T-cell receptor constant beta chain 1 (TRBC1) has emerged as a potential clonal marker for T-cell lymphoma. This study evaluated TRBC1 expression using flow cytometry in healthy individuals and various clinical specimens, assessing its clinical utility in the diagnosis of T-cell lymphomas.

Methods

Flow cytometric analysis was performed on peripheral blood specimens from 20 healthy individuals and 186 clinical specimens (116 bone marrow aspirates, 18 peripheral bloods, 52 body fluids) from 177 patients for the exclusion or differential diagnosis of T-cell lymphoma using a panel of nine monoclonal antibodies: CD45, CD3, CD4, CD8, CD56, CD2, CD5, CD7, and TRBC1.

Results

TRBC1 showed polytypic expression in healthy individuals with a median of 38.6% (range, 33.9%–46.1%) in CD4+ T cells and 26.3% (range, 10.9%–44.2%) in CD8+ T cells (p < 0.001).

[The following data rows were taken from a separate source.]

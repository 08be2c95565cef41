pub mod catalog;
pub mod transform;

pub use catalog::{BarcodeCatalog, SampleBarcodeMap};
pub use transform::{IndexTransform, TransformedIndex};
use anyhow::Result;
use clap::Args;
use log::{debug, info, warn};
use std::path::PathBuf;

use crate::barcode::{BarcodeCatalog, IndexTransform};
use crate::demux::core::{self, DemuxConfig, DemuxStreams, RunCounters};
use crate::demux::{InputStreamSet, OutputChannelPool, RunSummary};
use crate::runtime::Error;

pub const DEFAULT_DATA_DIR: &str = "/primary";

///////////////////////////////
/// Split one lane of raw FASTQ files into per-sample files
#[derive(Args)]
pub struct SplitCMD {
    /// Run folder name, e.g. 20250618_AV240405_AV_B_ET6249_SE75_18062025
    #[arg(value_parser)]
    pub run_folder: String,

    /// Lane number on the flow cell, i.e. L001 is 1
    #[arg(long = "lane-number", default_value_t = 1)]
    pub lane_number: u64,

    /// A UMI follows the barcode in the I1 read; requires --barcode-length
    #[arg(long = "i1-umi")]
    pub i1_umi: bool,

    /// Trim the first N bases from the I1 sequence
    #[arg(long = "i1-trim", value_name = "N", default_value_t = 0)]
    pub i1_trim: usize,

    /// Reverse complement the I1 sequence
    #[arg(long = "i1-revcomp")]
    pub i1_revcomp: bool,

    /// Reverse complement the I2 sequence
    #[arg(long = "i2-revcomp")]
    pub i2_revcomp: bool,

    /// Barcode length, if it differs from the index read length
    #[arg(long = "barcode-length", value_name = "N", default_value_t = 0)]
    pub barcode_length: usize,

    /// Tab-delimited sample sheet (5' barcode, 3' barcode, sample, lane);
    /// without it the barcodes are fetched from the LIMS
    #[arg(long = "sample-sheet", value_parser)]
    pub sample_sheet: Option<PathBuf>,

    /// LIMS connection URL, e.g. mysql://user@host/sierra
    #[arg(long = "db-url")]
    pub db_url: Option<String>,

    /// Root directory holding the run folders
    #[arg(long = "data-dir", value_parser, default_value = DEFAULT_DATA_DIR)]
    pub data_dir: PathBuf,
}

impl SplitCMD {
    /// Run the commandline option. Loads the barcode catalog, opens every
    /// input stream and output channel, then streams the reads through.
    pub fn try_execute(&mut self) -> Result<()> {
        info!("Running command: split, run folder {}", self.run_folder);

        if self.i1_umi && self.barcode_length == 0 {
            return Err(Error::config("--i1-umi requires --barcode-length").into());
        }

        let catalog = match (&self.sample_sheet, &self.db_url) {
            (Some(sheet), None) => BarcodeCatalog::from_sheet(sheet)?,
            (None, Some(url)) => {
                BarcodeCatalog::from_lims(url, &self.run_folder, self.lane_number)?
            }
            (Some(_), Some(_)) => {
                return Err(Error::config("--sample-sheet and --db-url are mutually exclusive").into())
            }
            (None, None) => {
                return Err(Error::config("either --sample-sheet or --db-url is required").into())
            }
        };
        info!(
            "Expecting {} barcodes; dual coded: {}",
            catalog.samples.len(),
            catalog.dual_indexed
        );

        let sample_dir = self.sample_dir();
        let inputs = InputStreamSet::discover(&sample_dir, catalog.dual_indexed)?;
        let mut streams = DemuxStreams::open(&inputs)?;
        let mut pool =
            OutputChannelPool::open_all(&sample_dir, &catalog, self.lane_number, inputs.paired())?;

        let config = DemuxConfig {
            i1: IndexTransform {
                trim: self.i1_trim,
                revcomp: self.i1_revcomp,
                umi: self.i1_umi,
                barcode_length: self.barcode_length,
            },
            i2: IndexTransform {
                revcomp: self.i2_revcomp,
                ..Default::default()
            },
        };

        let mut counters = RunCounters::default();
        let result = core::run(&mut streams, &catalog, &mut pool, &config, &mut counters);
        let summary = RunSummary::from_counters(&counters);

        match result {
            Ok(()) => {
                info!(
                    "Assigned reads:   {} ({:.1}%)",
                    summary.assigned,
                    summary.assigned_percent()
                );
                info!(
                    "Unassigned reads: {} ({:.1}%)",
                    summary.unassigned,
                    summary.unassigned_percent()
                );
                for (channel, records) in pool.record_counts() {
                    debug!("{}: {} reads", channel, records);
                }
                summary.write_log(&sample_dir)?;
                pool.close_all()?;
                info!("Split has finished successfully");
                Ok(())
            }
            Err(e) => {
                //The channels already opened are finished by drop; the log
                //still records what was processed before the abort
                drop(pool);
                if let Err(log_err) = summary.write_log(&sample_dir) {
                    warn!("Could not write run log after abort: {}", log_err);
                }
                Err(e.into())
            }
        }
    }

    /// The directory holding the lane's raw NoIndex files; outputs and the
    /// run log go next to them
    fn sample_dir(&self) -> PathBuf {
        self.data_dir
            .join(&self.run_folder)
            .join("Unaligned")
            .join("Project_External")
            .join(format!("Sample_lane{}", self.lane_number))
    }
}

TRBC1 expression in non-T-cell lymphoma specimens was comparable to that in healthy peripheral blood, except for bone marrow, which showed slightly higher TRBC1 expression. All 20 T-cell lymphoma cases exhibited monotypic TRBC1 expression, with a predominance of TRBC1− (65%). Additionally, T-cell clones of uncertain significance (TCUS) were detected in 12.7% of non-T-cell lymphoma specimens, predominantly in CD8+ T cells and associated with cytopenic and reactive conditions.

Conclusions

This study demonstrates the clinical utility of flow cytometric TRBC1 assessment in diagnosing T-cell lymphomas, characterizing TRBC1 expression patterns, and identifying TCUS in a large cohort of specimens without T-cell lymphoma involvement across diverse clinical settings. Given the relatively frequent detection of TCUS, these findings underscore the importance of interpreting TRBC1 flow cytometry results within the appropriate clinical context.